The Hobbit: The Battle of the Five Armies is the third and final entry of the Hobbit trilogy produced and directed by Peter Jackson as a prequel to his Lord of the Rings trilogy. This is a movie that is expected to wrap up events that began in the earlier two Hobbit movies (An Unexpected Journey and The Desolation of Smaug) and to provide a transition into the first Lord of the Rings movie (The Fellowship of the Ring). While it does manage to do so, it doesn't have as much power and emotion as the third and final entry of the Lord of the Rings trilogy (The Return of the King). In fact, of all of Peter Jackson's six Middle-earth movies (meaning the three Hobbit and three LotR movies), The Hobbit: The Battle of the Five Armies is my least favorite and is, in fact, the only movie of those six that I am not awarding 10 stars out of 10.
Here's why. The other five movies have great storytelling, character presentation, incredible cinematography, stunning visual effects, exciting battle sequences, and lavish costume design to make the whole thing a true cinematic epic. This movie, on the other hand, minimizes the storytelling and character presentation but leaves in everything else. Another way to put it is this. I had gone into the theater expecting a dramatic narrative leading up to a climactic battle among five armies in about the last third of the movie. It turned out that the battle among the five armies (one Human, one Elf, two Dwarf, and one Orc) was the majority of the movie. The drama before the battle was relatively quick setup and preparation, establishing the reasons for each army's involvement. The drama after the battle was an even quicker resolution of the Hobbit and a brief transition into Lord of the Rings.

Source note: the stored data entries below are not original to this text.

//! Token counting and the static per-model price table used for cost accounting.

use once_cell::sync::Lazy;
use std::sync::Mutex;
use tiktoken_rs::cl100k_base;

/// Cached encoder – created once per process.
static ENCODER: Lazy<Mutex<tiktoken_rs::CoreBPE>> =
    Lazy::new(|| Mutex::new(cl100k_base().expect("init cl100k encoder")));

/// Count tokens for a piece of UTF‑8 text.
pub fn count_tokens(text: &str) -> usize {
    ENCODER
        .lock()
        .expect("encoder lock")
        .encode_with_special_tokens(text)
        .len()
}

/// USD price per 1000 tokens, blended over input and output.
/// Matched by prefix in order, so longer prefixes must come first.
/// Unknown models fall back to `DEFAULT_PRICE_PER_1K`.
const PRICES_PER_1K: &[(&str, f64)] = &[
    // OpenAI / GitHub Models
    ("gpt-4o-mini", 0.0006),
    ("gpt-4o", 0.01),
    ("gpt-4-turbo", 0.03),
    ("gpt-4", 0.06),
    ("gpt-3.5-turbo", 0.002),
    // Groq
    ("llama-3.3-70b", 0.00079),
    ("llama-3.1-8b", 0.00008),
    ("mixtral-8x7b", 0.00024),
    // Gemini
    ("gemini-1.5-pro", 0.0035),
    ("gemini-1.5-flash", 0.00035),
    // Cohere
    ("command-r-plus", 0.015),
    ("command-r", 0.0015),
    // xAI
    ("grok", 0.005),
    // DeepSeek
    ("deepseek-chat", 0.00028),
    ("deepseek-coder", 0.00028),
    // HuggingFace serverless inference
    ("mistralai/", 0.0002),
    ("meta-llama/", 0.0002),
];

pub const DEFAULT_PRICE_PER_1K: f64 = 0.002;

/// Flat USD price per generated image.
const IMAGE_PRICES: &[(&str, f64)] = &[
    ("dall-e-3", 0.04),
    ("dall-e-2", 0.02),
    ("stabilityai/", 0.0),
];

pub const DEFAULT_IMAGE_PRICE: f64 = 0.04;

pub fn price_per_1k(model: &str) -> f64 {
    PRICES_PER_1K
        .iter()
        .find(|(prefix, _)| model.starts_with(*prefix))
        .map(|(_, p)| *p)
        .unwrap_or(DEFAULT_PRICE_PER_1K)
}

pub fn estimate_cost(model: &str, tokens: i32) -> f64 {
    f64::from(tokens.max(0)) / 1000.0 * price_per_1k(model)
}

pub fn image_cost(model: &str) -> f64 {
    IMAGE_PRICES
        .iter()
        .find(|(prefix, _)| model.starts_with(*prefix))
        .map(|(_, p)| *p)
        .unwrap_or(DEFAULT_IMAGE_PRICE)
}

#[cfg(test)]
mod tests {
    use super::*;

    #[test]
    fn test_count_tokens_basic() {
        // "Hello", ",", " world", "!"
        assert_eq!(count_tokens("Hello, world!"), 4);
        assert_eq!(count_tokens(""), 0);
        assert_eq!(count_tokens("Hello"), 1);
    }

    #[test]
    fn test_count_tokens_consistency() {
        let text = "The quick brown fox jumps over the lazy dog";
        assert_eq!(count_tokens(text), count_tokens(text));
    }

    #[test]
    fn test_price_prefix_order() {
        // gpt-4o-mini must not be priced as gpt-4o
        assert_eq!(price_per_1k("gpt-4o-mini"), 0.0006);
        assert_eq!(price_per_1k("gpt-4o-2024-08-06"), 0.01);
        assert_eq!(price_per_1k("command-r-plus"), 0.015);
        assert_eq!(price_per_1k("command-r"), 0.0015);
        assert_eq!(price_per_1k("llama-3.3-70b-versatile"), 0.00079);
    }

    #[test]
    fn test_unknown_model_uses_default_price() {
        assert_eq!(price_per_1k("some-new-model"), DEFAULT_PRICE_PER_1K);
        assert_eq!(price_per_1k(""), DEFAULT_PRICE_PER_1K);
    }

    #[test]
    fn test_estimate_cost() {
        assert!((estimate_cost("gpt-4o", 2000) - 0.02).abs() < 1e-12);
        assert_eq!(estimate_cost("gpt-4o", 0), 0.0);
        assert_eq!(estimate_cost("gpt-4o", -5), 0.0);
    }

    #[test]
    fn test_image_cost() {
        assert_eq!(image_cost("dall-e-3"), 0.04);
        assert_eq!(image_cost("dall-e-2"), 0.02);
        assert_eq!(image_cost("stabilityai/stable-diffusion-xl-base-1.0"), 0.0);
        assert_eq!(image_cost("unknown"), DEFAULT_IMAGE_PRICE);
    }
}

So instead of reviewing this movie as a Hobbit or Lord of the Rings movie, I'm going to look at it the same way I look at movies where physical combat and war are the primary focus (as an example, the adaptation of Frank Miller's 300 comes to mind). In other words, I'm not going to judge the movie based on the lack of deep plot and character development, but rather on everything else. After all, movies that lack one element may excel in another and still end up being a good movie. In the case of this Hobbit movie, I can say that, yes, it's still entertaining. The grand production value that you know from Peter Jackson's other Hobbit and LotR movies is still here, and the battle scenes are quite exciting. Also, the pacing is not terribly quick. Jackson still knows how to take his time in presenting certain scenes carefully so that we really take in what he wants us to take in.

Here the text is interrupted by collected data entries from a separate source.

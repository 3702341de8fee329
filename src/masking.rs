const MASKED: &str = "***masked***";
const VISIBLE_PREFIX: usize = 8;
const VISIBLE_SUFFIX: usize = 4;

/// Keeps the first 8 and last 4 characters of a key longer than 12
/// characters; shorter keys are hidden entirely.
pub fn mask_api_key(key: &str) -> String {
    let chars: Vec<char> = key.chars().collect();
    if chars.len() <= VISIBLE_PREFIX + VISIBLE_SUFFIX {
        return MASKED.to_string();
    }
    let prefix: String = chars[..VISIBLE_PREFIX].iter().collect();
    let suffix: String = chars[chars.len() - VISIBLE_SUFFIX..].iter().collect();
    format!("{}...{}", prefix, suffix)
}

Let's be fair. I didn't say that this movie has no plot and character development. I said that it doesn't have DEEP plot and character development. The movie does have good moments that remind us of Peter Jackson's skill as a storyteller. For example, the Dwarven leader Thorin (Richard Armitage) is free to control the Dwarven kingdom that had been destroyed by the dragon Smaug, but there is concern among his Dwarven followers as well as Bilbo the Hobbit (Martin Freeman) that Thorin has become power-hungry because of the massive wealth in gold he now possesses. Meanwhile, the Humans are seeking new shelter after Smaug burned down their town, and the Elves have their own reasons for wanting to deal with the Dwarves. As for the Orcs, they serve the forces of darkness and launch an attack to bring everyone else to their knees.
Basically, do not expect anything grand with The Hobbit: The Battle of the Five Armies. At the same time, it isn't necessarily a bad movie, if you don't mind looking at it as a story about war and peace before the chaos of war breaks out. While it's not the best transition from the Hobbit to Lord of the Rings, at least it doesn't ignore the connections altogether. Yeah, it sounds like I'm being very generous here, but I'm simply giving my honest reaction as someone who tries to enjoy what the movie has, not complain about what the movie lacks. Anyhow, that is my opinion on the final Hobbit movie. It could have been on the same level as Peter Jackson's other Tolkien-based movies, but I enjoyed it for what it is: a fun fantasy war movie.